### WHAT YOU HAVE TO DO
Using the records that appear below, write out exactly the lines from the one with "f.write_str(self.as_str())" through the one with "let push_url = match", keeping both end lines.

(Records from a dataset)
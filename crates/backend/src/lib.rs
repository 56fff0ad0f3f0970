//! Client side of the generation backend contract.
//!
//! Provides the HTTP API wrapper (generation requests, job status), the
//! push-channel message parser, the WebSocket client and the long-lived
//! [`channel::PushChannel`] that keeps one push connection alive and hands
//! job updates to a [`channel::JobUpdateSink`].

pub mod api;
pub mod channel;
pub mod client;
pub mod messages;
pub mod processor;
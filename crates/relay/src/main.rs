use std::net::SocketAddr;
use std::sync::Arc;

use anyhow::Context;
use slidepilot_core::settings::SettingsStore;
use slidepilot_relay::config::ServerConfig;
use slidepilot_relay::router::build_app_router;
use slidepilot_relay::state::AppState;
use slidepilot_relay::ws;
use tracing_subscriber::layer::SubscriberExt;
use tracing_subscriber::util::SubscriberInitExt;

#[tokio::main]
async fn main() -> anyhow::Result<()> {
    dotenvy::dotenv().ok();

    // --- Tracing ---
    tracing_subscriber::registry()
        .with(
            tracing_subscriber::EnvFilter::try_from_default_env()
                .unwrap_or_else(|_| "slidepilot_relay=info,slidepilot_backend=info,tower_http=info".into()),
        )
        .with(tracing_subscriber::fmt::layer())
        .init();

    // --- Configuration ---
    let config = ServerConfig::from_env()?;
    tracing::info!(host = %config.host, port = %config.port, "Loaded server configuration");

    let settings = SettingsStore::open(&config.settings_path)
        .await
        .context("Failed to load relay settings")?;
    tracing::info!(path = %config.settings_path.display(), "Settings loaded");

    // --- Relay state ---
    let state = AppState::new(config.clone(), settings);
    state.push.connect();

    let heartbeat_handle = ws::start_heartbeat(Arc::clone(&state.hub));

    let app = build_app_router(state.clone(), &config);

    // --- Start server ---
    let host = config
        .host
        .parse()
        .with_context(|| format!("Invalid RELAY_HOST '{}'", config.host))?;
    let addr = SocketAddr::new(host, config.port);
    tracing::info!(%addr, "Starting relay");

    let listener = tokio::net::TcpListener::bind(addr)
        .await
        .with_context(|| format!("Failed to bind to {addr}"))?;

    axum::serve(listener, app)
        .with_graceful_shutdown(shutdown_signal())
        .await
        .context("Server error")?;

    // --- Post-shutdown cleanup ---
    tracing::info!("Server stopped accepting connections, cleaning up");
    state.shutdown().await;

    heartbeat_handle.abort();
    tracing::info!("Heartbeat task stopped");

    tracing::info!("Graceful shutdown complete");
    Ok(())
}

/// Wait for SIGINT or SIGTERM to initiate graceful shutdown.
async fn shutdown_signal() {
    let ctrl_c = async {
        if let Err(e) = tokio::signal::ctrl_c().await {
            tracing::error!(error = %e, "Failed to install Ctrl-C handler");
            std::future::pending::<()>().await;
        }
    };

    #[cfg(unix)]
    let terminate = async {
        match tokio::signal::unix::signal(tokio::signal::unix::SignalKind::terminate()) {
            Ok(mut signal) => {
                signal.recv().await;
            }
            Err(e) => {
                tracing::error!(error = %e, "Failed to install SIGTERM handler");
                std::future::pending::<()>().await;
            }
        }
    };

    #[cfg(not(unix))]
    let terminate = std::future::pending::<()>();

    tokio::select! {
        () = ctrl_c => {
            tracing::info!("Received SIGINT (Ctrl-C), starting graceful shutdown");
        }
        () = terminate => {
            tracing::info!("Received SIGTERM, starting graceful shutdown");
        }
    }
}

...

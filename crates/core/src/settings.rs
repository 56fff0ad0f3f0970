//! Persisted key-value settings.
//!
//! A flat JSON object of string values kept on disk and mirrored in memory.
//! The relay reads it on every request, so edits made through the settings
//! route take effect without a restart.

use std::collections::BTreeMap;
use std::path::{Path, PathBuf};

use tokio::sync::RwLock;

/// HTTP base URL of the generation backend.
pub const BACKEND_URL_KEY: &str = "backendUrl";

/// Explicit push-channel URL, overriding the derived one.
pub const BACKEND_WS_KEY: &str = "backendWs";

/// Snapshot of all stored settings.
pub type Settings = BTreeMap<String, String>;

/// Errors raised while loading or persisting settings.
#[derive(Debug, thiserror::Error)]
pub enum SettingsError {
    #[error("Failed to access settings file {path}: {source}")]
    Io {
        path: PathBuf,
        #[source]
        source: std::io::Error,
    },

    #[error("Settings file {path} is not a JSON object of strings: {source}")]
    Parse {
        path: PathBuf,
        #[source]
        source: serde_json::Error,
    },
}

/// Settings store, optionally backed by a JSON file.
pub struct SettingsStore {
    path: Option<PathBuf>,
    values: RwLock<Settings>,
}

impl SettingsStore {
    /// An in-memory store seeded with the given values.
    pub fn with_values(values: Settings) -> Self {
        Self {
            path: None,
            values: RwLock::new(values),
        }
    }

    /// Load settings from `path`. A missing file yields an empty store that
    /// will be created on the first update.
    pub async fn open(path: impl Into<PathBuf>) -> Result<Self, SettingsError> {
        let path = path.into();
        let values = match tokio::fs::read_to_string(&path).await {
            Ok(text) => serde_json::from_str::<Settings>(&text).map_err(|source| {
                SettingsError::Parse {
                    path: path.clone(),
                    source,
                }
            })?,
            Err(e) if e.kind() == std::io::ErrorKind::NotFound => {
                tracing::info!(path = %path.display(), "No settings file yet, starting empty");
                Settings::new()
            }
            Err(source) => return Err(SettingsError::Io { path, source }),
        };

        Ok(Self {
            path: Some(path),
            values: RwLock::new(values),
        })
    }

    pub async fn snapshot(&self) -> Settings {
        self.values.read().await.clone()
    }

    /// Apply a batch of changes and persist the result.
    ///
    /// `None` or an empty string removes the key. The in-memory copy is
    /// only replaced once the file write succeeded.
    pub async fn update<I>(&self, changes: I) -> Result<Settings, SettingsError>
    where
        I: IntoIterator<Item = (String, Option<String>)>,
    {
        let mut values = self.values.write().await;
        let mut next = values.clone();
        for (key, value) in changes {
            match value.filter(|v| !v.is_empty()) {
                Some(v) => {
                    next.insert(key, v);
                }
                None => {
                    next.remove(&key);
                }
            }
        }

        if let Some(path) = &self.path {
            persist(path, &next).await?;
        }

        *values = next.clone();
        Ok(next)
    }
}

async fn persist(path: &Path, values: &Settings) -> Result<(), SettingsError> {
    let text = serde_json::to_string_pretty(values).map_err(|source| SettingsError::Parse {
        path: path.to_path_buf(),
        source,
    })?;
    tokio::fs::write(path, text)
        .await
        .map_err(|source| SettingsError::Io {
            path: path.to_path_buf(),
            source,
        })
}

==

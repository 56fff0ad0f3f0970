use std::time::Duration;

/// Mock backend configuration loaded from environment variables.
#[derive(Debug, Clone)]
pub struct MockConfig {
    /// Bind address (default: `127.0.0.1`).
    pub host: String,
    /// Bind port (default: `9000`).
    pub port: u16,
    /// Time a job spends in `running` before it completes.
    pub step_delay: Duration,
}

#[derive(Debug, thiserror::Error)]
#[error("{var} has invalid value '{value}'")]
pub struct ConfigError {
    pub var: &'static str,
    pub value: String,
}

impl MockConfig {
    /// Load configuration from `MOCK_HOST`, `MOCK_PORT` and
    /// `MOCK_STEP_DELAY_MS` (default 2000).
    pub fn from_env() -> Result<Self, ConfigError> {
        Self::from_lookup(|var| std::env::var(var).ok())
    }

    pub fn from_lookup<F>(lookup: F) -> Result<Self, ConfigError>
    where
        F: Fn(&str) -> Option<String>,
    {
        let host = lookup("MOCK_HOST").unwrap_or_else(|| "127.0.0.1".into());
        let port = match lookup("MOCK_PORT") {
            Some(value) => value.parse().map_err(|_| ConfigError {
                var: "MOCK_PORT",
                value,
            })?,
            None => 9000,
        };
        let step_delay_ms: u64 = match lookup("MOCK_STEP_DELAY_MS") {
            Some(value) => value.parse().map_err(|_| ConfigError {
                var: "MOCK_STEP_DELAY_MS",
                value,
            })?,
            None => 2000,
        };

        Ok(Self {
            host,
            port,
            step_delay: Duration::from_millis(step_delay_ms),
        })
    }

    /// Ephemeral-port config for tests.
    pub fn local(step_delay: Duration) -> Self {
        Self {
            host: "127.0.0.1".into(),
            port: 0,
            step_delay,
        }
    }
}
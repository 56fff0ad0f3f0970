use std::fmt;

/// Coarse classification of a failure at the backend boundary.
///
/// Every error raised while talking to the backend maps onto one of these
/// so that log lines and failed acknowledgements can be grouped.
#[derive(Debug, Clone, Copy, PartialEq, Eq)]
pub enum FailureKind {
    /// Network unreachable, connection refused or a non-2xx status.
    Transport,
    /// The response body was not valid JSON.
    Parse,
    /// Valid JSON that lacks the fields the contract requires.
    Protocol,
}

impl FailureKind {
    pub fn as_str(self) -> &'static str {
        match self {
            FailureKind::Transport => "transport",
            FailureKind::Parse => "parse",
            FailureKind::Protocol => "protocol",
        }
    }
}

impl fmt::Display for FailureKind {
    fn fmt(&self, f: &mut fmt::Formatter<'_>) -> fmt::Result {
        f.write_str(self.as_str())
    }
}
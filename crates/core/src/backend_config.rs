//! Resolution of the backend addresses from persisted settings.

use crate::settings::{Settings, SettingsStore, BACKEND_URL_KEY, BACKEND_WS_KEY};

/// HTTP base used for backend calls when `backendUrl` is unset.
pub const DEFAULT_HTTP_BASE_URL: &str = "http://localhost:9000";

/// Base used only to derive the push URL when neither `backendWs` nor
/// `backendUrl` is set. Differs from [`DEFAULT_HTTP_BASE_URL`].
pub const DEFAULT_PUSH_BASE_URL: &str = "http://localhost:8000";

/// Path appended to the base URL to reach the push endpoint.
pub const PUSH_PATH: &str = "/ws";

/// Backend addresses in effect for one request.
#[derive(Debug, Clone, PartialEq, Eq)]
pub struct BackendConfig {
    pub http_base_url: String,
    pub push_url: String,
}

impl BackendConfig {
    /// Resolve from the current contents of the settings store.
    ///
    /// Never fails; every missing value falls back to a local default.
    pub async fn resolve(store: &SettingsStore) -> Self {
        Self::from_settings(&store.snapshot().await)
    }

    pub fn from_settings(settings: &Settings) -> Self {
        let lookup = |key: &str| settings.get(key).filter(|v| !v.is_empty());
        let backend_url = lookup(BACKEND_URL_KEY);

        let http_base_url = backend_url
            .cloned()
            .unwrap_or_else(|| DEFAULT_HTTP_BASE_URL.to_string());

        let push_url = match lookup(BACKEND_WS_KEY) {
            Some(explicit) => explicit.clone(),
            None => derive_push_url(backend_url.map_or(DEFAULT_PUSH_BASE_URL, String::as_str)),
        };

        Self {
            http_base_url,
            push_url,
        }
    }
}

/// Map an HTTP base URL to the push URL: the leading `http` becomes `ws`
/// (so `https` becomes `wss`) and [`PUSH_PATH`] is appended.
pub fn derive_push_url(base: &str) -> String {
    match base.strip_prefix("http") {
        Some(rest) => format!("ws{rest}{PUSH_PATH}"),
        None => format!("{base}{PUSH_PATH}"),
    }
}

### TASK ANSWER
        f.write_str(self.as_str())
    }
}
filename crates/core/src/backend_config.rs
//! Resolution of the backend addresses from persisted settings.

use crate::settings::{Settings, SettingsStore, BACKEND_URL_KEY, BACKEND_WS_KEY};

/// HTTP base used for backend calls when `backendUrl` is unset.
pub const DEFAULT_HTTP_BASE_URL: &str = "http://localhost:9000";

/// Base used only to derive the push URL when neither `backendWs` nor
/// `backendUrl` is set. Differs from [`DEFAULT_HTTP_BASE_URL`].
pub const DEFAULT_PUSH_BASE_URL: &str = "http://localhost:8000";

/// Path appended to the base URL to reach the push endpoint.
pub const PUSH_PATH: &str = "/ws";

/// Backend addresses in effect for one request.
#[derive(Debug, Clone, PartialEq, Eq)]
pub struct BackendConfig {
    pub http_base_url: String,
    pub push_url: String,
}

impl BackendConfig {
    /// Resolve from the current contents of the settings store.
    ///
    /// Never fails; every missing value falls back to a local default.
    pub async fn resolve(store: &SettingsStore) -> Self {
        Self::from_settings(&store.snapshot().await)
    }

    pub fn from_settings(settings: &Settings) -> Self {
        let lookup = |key: &str| settings.get(key).filter(|v| !v.is_empty());
        let backend_url = lookup(BACKEND_URL_KEY);

        let http_base_url = backend_url
            .cloned()
            .unwrap_or_else(|| DEFAULT_HTTP_BASE_URL.to_string());

        let push_url = match lookup(BACKEND_WS_KEY) {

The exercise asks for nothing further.